***** Data records

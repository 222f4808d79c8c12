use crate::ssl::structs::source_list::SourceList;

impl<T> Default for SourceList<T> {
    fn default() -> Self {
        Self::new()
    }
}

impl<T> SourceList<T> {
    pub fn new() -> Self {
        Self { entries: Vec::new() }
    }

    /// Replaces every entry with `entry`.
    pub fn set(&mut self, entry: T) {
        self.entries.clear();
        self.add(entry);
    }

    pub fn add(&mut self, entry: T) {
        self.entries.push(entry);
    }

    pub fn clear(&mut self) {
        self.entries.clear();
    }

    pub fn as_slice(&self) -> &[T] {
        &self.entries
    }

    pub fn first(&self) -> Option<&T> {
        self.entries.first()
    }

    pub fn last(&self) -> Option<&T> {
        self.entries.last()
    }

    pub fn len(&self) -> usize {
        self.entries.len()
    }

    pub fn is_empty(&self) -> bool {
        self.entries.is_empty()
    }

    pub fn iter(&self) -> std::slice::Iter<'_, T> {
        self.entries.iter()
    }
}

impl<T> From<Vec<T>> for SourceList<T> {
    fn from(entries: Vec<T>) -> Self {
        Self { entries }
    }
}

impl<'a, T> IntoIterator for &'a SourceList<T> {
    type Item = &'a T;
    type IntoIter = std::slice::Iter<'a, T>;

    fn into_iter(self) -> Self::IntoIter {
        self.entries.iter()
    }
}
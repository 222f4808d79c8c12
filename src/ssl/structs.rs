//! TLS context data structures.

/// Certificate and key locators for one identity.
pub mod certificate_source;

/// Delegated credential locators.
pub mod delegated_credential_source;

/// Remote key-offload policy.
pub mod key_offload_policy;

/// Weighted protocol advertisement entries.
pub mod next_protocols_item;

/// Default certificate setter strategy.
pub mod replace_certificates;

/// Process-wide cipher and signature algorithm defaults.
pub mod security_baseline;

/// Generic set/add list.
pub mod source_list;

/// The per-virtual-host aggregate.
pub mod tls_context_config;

**********

Your output must be one number: how many lines of the listing include "SourceList".

#### [Solution to this exercise]
5